Last weekend, Adrian Trömel competed in his first freediving competition in Acapulco, Mexico. It was the Olmeca Open 2023, organised by the International Association for the Development of Apnea (AIDA), which provides education and standards on freediving.
“As only the second Luxembourger to compete in freediving, and the first in the pool, I was both nervous and excited,” Trömel told Delano. “Nervous to see how I would do in the competition, and excited to play a small part in bringing the sport I have come to love to the grand duchy!”
The competition involved static apnea--a discipline in which a person holds his or her breath underwater for as long as possible, without swimming--in which Trömel managed five minutes and 13 seconds. He was also competing without fins, during which he swam 105m, and with dynamic bifins, reaching 123m.
“Tension and stress, whether muscular or mental, consumes energy and oxygen--precious resources when you’re holding your breath for two or more minutes and swimming under the surface,” Trömel explained. “Freediving is a sport where you learn to relax through these to be able to swim further and hold your breath longer safely.”

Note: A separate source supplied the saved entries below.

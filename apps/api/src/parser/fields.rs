//! Heuristic field extraction over extracted resume text.
//!
//! Produces a [`ParsedResume`] whose every candidate value carries a
//! confidence score: direct pattern hits (email, profile links) score high,
//! structural guesses (name, loosely split entries) score low. The scores
//! drive review badges only — selection stays with the user.

use once_cell::sync::Lazy;
use regex::Regex;

use crate::reconcile::models::{
    ParsedCertification, ParsedEducation, ParsedExperience, ParsedField, ParsedPersonalInfo,
    ParsedProject, ParsedResume,
};

const CONF_EMAIL: f64 = 0.95;
const CONF_LINK: f64 = 0.9;
const CONF_PHONE: f64 = 0.8;
const CONF_ENTRY: f64 = 0.75;
const CONF_SKILL: f64 = 0.75;
const CONF_SUMMARY: f64 = 0.65;
const CONF_NAME: f64 = 0.6;
const CONF_CERT: f64 = 0.6;
const CONF_LOOSE: f64 = 0.5;

static EMAIL_RE: Lazy<Regex> =
    Lazy::new(|| Regex::new(r"\b[A-Za-z0-9._%+-]+@[A-Za-z0-9.-]+\.[A-Za-z]{2,}\b").unwrap());

static PHONE_RE: Lazy<Regex> = Lazy::new(|| Regex::new(r"\+?\d[\d\s().\-]{6,14}\d").unwrap());

static LINKEDIN_RE: Lazy<Regex> =
    Lazy::new(|| Regex::new(r"(?:https?://)?(?:www\.)?linkedin\.com/in/[A-Za-z0-9\-]+").unwrap());

static GITHUB_RE: Lazy<Regex> =
    Lazy::new(|| Regex::new(r"(?:https?://)?(?:www\.)?github\.com/[A-Za-z0-9\-]{1,39}").unwrap());

static URL_RE: Lazy<Regex> = Lazy::new(|| Regex::new(r"https?://\S+").unwrap());

static BULLET_RE: Lazy<Regex> = Lazy::new(|| Regex::new(r"^\s*[•\-*–▪]\s+(.+)$").unwrap());

static DATE_RANGE_RE: Lazy<Regex> = Lazy::new(|| {
    Regex::new(
        r"(?i)\b((?:jan|feb|mar|apr|may|jun|jul|aug|sep|sept|oct|nov|dec)[a-z]*\.?\s+\d{4}|\d{1,2}/\d{4}|\d{4})\s*(?:-|–|—|to)\s*((?:jan|feb|mar|apr|may|jun|jul|aug|sep|sept|oct|nov|dec)[a-z]*\.?\s+\d{4}|\d{1,2}/\d{4}|\d{4}|present|current)",
    )
    .unwrap()
});

static ROLE_AT_COMPANY_RE: Lazy<Regex> =
    Lazy::new(|| Regex::new(r"(?i)^(.{2,}?)\s+(?:at|@)\s+(.{2,})$").unwrap());

static INSTITUTION_RE: Lazy<Regex> =
    Lazy::new(|| Regex::new(r"(?i)university|college|institute|school|academy").unwrap());

static DEGREE_RE: Lazy<Regex> = Lazy::new(|| {
    Regex::new(r"(?i)bachelor|master|ph\.?d|b\.?sc?|m\.?sc?|b\.?a\b|m\.?a\b|diploma|associate")
        .unwrap()
});

static TRAILING_YEAR_RE: Lazy<Regex> =
    Lazy::new(|| Regex::new(r",?\s*\b((?:18|19|20)\d{2})\s*$").unwrap());

/// Runs every extractor over the text and assembles the parsed resume.
pub fn parse_resume_text(text: &str) -> ParsedResume {
    let layout = split_into_sections(text);

    let mut parsed = ParsedResume {
        personal_info: extract_personal_info(text, &layout),
        ..Default::default()
    };

    if let Some(lines) = layout.section("experience") {
        for (idx, block) in blocks(lines).into_iter().enumerate() {
            parsed.experience.push(parse_experience(&block, idx));
        }
    }
    if let Some(lines) = layout.section("education") {
        for (idx, block) in blocks(lines).into_iter().enumerate() {
            parsed.education.push(parse_education(&block, idx));
        }
    }
    if let Some(lines) = layout.section("skills") {
        parsed.skills = parse_skills(lines);
    }
    if let Some(lines) = layout.section("projects") {
        for (idx, block) in blocks(lines).into_iter().enumerate() {
            parsed.projects.push(parse_project(&block, idx));
        }
    }
    if let Some(lines) = layout.section("certifications") {
        parsed.certifications = parse_certifications(lines);
    }

    parsed
}

/// Section keys recognized in headers. `certificates` and friends all fold
/// into the canonical `certifications` key.
fn classify_header(line: &str) -> Option<&'static str> {
    let normalized = line.trim().trim_end_matches(':').to_lowercase();
    if normalized.len() > 40 {
        return None;
    }
    match normalized.as_str() {
        "experience" | "work experience" | "employment" | "employment history"
        | "professional experience" => Some("experience"),
        "education" | "academic background" => Some("education"),
        "skills" | "technical skills" | "core skills" => Some("skills"),
        "projects" | "personal projects" | "selected projects" => Some("projects"),
        "certifications" | "certificates" | "licenses and certifications"
        | "licenses & certifications" => Some("certifications"),
        "summary" | "professional summary" | "objective" | "profile" | "about" | "about me" => {
            Some("summary")
        }
        _ => None,
    }
}

struct SectionLayout<'a> {
    /// Lines before the first recognized header: name, contact row, links.
    header_region: Vec<&'a str>,
    sections: Vec<(&'static str, Vec<&'a str>)>,
}

impl<'a> SectionLayout<'a> {
    fn section(&self, key: &str) -> Option<&[&'a str]> {
        self.sections
            .iter()
            .find(|(k, _)| *k == key)
            .map(|(_, lines)| lines.as_slice())
    }
}

fn split_into_sections(text: &str) -> SectionLayout<'_> {
    let mut header_region = Vec::new();
    let mut sections: Vec<(&'static str, Vec<&str>)> = Vec::new();
    let mut current: Option<usize> = None;

    for line in text.lines() {
        if let Some(key) = classify_header(line) {
            if let Some(pos) = sections.iter().position(|(k, _)| *k == key) {
                current = Some(pos);
            } else {
                sections.push((key, Vec::new()));
                current = Some(sections.len() - 1);
            }
            continue;
        }
        match current {
            Some(pos) => sections[pos].1.push(line),
            None => header_region.push(line),
        }
    }

    SectionLayout {
        header_region,
        sections,
    }
}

A highly disciplined training
Trömel began his freedive training in 2017. He wasn’t interested in scuba diving--too complicated, fewer liberties underwater with all that equipment.
The passion was sparked during his trip to South Africa, where some of Trömel’s friends were getting scuba certification, and he decided he’d just snorkel instead. “There was a freediver on the boat, and we were diving with sea lions. He was there to take pictures of the sea lions, and just watching him do his work was beautiful.”
Trömel added that most underwater photography is done by freedivers, in fact. The reason is that, as opposed to scuba diving, it’s possible to quickly chase a sea creature without worrying about depth, which can cause dangerous--even fatal--decompression issues for scuba divers.
Learning freediving involves theory--blending concepts like zen and yogic practices--to train the body to calm the heart rate and relax the body. Trömel said that, like most people, before training, he could hold his breath around 30 seconds; after just two hours of theory, he increased that time to over four minutes.
“It’s principally a mental sport of understanding what’s happening in your body and learning how to relax through that discomfort up to a certain limit,” he explained. “You’ve actually got a lot more oxygen and capacity to hold your breath for much longer than the discomfort that your body’s telling you.”
He got really serious about the practical training last November, doing so in places like France and Egypt. Through AIDA, he also found a tightly linked network. “It’s a tiny community around the world that welcomes you with open arms. It’s fantastic.”
Until end-2022, Trömel was chief growth officer at Hamilton Health Box, which built telemedicine-enabled primary care clinics for rural and under-served areas. Prior to that, he was a biodesign fellow at Texas Medical Center Innovation, through which he co-founded CNX Medical. He received his MBA from Rice Business - Jones Graduate School of Business, where he took an interest in the healthtech sector and where he’s also currently a management lecturer.
In 2022, he was also appointed as a Luxembourg foreign trade advisor, and he sees a lot of complementary aspects between Houston, Texas, and Luxembourg. Both are diversifying out of a legacy of industry in innovative ways, from healthtech to climate tech and more.
Although he couldn’t reveal more at the time of interview, he said he did have some other entrepreneurial ideas brewing. And he explained that the experience gained through diving will have an impact on this: “With freediving, you learn to deal with both literal pressure of the water around you, but also the mental pressure of knowing that right now and here, you can only rely on yourself. The only thing you can do is rely on your training and know what you need to do next.”
He added it’s no coincidence that many of the world’s top freedivers are also executive coaches.
And he’ll continue to push the limits in freediving: “I hope to continue competing, including doing some depth competitions to see how deep I can go, and to bring awareness to this growing sport in Luxembourg.”